╭─ Data for analysis
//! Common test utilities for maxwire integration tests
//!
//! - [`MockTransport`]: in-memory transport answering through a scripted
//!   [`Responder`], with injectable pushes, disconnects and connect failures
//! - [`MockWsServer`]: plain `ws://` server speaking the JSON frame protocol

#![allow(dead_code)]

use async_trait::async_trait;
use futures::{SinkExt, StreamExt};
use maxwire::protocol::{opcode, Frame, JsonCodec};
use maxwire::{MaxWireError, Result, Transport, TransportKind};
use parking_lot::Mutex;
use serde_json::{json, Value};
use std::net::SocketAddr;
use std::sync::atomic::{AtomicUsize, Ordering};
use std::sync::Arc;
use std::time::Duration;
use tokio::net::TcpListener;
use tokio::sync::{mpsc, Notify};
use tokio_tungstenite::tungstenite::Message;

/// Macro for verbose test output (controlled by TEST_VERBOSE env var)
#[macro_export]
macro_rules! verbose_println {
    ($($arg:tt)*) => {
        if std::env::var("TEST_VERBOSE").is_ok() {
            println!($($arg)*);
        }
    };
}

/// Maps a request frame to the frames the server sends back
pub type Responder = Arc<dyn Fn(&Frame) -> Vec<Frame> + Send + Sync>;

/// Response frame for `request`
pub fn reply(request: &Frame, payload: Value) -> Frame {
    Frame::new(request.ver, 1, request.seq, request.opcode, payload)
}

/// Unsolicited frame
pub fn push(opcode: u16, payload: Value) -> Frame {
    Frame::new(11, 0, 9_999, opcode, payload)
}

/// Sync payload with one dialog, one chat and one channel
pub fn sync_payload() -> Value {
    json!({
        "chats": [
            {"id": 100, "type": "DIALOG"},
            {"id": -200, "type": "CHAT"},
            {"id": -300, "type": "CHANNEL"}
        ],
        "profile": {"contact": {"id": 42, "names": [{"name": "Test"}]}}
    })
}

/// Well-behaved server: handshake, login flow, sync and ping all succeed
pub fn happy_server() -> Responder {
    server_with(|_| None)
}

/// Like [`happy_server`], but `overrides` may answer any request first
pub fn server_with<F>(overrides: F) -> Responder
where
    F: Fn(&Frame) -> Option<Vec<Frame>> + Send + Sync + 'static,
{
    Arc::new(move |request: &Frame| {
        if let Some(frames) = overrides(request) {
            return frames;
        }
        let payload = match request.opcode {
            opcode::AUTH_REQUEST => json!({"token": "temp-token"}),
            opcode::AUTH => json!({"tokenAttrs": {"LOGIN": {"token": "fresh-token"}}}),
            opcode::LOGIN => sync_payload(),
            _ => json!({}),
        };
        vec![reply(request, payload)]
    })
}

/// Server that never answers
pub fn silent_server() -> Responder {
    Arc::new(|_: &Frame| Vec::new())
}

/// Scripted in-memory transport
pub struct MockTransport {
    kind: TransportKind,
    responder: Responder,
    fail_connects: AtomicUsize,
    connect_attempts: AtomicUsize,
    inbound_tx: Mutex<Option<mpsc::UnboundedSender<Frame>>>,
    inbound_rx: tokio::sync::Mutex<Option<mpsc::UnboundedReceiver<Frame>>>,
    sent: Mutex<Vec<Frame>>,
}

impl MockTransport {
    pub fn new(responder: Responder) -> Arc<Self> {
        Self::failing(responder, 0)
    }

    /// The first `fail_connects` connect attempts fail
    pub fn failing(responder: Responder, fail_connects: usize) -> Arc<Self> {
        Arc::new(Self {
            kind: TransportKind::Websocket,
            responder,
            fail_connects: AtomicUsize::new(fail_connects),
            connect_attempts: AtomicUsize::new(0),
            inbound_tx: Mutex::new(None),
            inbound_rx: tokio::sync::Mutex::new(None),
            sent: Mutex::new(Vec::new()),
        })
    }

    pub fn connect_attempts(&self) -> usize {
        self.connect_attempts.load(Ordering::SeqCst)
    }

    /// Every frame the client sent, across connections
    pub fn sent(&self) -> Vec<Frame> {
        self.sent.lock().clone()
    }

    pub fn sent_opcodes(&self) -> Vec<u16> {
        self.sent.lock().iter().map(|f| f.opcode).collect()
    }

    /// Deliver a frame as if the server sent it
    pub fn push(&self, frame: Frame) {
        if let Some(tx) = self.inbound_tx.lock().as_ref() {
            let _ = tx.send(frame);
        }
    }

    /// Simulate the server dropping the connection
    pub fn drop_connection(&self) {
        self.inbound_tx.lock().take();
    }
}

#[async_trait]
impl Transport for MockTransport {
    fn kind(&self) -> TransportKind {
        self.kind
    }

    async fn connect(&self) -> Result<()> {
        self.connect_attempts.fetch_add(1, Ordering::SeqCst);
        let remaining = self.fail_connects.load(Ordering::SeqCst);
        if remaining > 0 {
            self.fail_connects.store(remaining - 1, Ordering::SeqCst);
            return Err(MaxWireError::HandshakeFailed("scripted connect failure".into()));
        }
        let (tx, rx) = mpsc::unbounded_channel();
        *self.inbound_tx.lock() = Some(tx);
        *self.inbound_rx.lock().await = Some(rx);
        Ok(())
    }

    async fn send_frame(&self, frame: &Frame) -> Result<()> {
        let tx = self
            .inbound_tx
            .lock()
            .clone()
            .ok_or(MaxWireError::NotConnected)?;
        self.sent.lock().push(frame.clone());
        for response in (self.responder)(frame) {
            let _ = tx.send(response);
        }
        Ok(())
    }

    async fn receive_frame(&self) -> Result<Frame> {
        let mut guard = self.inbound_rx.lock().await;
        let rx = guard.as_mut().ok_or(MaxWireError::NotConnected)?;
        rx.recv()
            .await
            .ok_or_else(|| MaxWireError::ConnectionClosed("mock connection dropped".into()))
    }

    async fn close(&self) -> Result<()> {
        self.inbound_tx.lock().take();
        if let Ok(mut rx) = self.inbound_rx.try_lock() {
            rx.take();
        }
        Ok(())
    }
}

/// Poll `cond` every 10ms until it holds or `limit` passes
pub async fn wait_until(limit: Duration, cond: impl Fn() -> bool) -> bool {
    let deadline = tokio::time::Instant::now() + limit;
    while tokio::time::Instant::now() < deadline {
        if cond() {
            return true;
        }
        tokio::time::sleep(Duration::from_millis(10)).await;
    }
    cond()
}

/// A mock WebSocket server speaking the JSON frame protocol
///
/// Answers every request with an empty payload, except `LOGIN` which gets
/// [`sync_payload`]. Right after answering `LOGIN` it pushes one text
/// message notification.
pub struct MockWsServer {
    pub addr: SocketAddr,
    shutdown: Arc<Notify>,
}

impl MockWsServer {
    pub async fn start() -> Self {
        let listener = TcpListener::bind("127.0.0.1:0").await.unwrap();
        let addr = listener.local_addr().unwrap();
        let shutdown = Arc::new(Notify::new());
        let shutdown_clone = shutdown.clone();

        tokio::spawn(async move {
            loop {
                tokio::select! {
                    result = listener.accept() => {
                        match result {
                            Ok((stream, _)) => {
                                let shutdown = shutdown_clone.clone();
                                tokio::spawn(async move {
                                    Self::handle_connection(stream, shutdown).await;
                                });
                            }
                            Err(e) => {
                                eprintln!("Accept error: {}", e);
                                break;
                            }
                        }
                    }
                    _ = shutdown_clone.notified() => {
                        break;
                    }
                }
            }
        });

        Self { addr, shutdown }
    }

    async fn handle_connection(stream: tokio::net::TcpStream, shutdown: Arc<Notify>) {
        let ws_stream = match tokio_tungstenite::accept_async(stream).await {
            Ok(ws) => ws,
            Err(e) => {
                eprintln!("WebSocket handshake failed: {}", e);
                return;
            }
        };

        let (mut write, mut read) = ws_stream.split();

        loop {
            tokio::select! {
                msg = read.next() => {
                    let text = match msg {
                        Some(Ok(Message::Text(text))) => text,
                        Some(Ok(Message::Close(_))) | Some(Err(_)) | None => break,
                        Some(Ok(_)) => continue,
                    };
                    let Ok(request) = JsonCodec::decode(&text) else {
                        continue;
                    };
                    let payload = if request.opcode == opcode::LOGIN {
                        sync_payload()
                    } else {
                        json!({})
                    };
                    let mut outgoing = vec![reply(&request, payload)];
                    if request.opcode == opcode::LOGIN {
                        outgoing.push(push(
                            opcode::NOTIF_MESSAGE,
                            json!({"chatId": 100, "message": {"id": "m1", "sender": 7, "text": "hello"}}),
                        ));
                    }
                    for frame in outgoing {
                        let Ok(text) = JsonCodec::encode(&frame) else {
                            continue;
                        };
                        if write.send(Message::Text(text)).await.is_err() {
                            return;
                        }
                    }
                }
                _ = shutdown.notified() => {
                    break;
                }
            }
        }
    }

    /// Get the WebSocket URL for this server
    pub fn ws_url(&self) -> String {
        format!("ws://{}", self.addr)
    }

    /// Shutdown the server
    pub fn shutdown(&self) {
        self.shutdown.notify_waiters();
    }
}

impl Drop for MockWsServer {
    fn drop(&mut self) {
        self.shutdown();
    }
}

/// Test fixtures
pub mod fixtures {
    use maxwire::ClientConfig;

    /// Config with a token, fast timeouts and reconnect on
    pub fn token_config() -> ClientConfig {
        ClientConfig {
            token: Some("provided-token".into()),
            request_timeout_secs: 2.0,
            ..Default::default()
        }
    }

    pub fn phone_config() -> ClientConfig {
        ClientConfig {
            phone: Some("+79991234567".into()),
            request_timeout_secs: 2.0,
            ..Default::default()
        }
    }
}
╰─
* **Prompt**: Return, word for word, every line from the top of the entries down to the line that holds "use async_trait::async_trait;", both included.

* **Answer below**:
//! Common test utilities for maxwire integration tests
//!
//! - [`MockTransport`]: in-memory transport answering through a scripted
//!   [`Responder`], with injectable pushes, disconnects and connect failures
//! - [`MockWsServer`]: plain `ws://` server speaking the JSON frame protocol

#![allow(dead_code)]

use async_trait::async_trait;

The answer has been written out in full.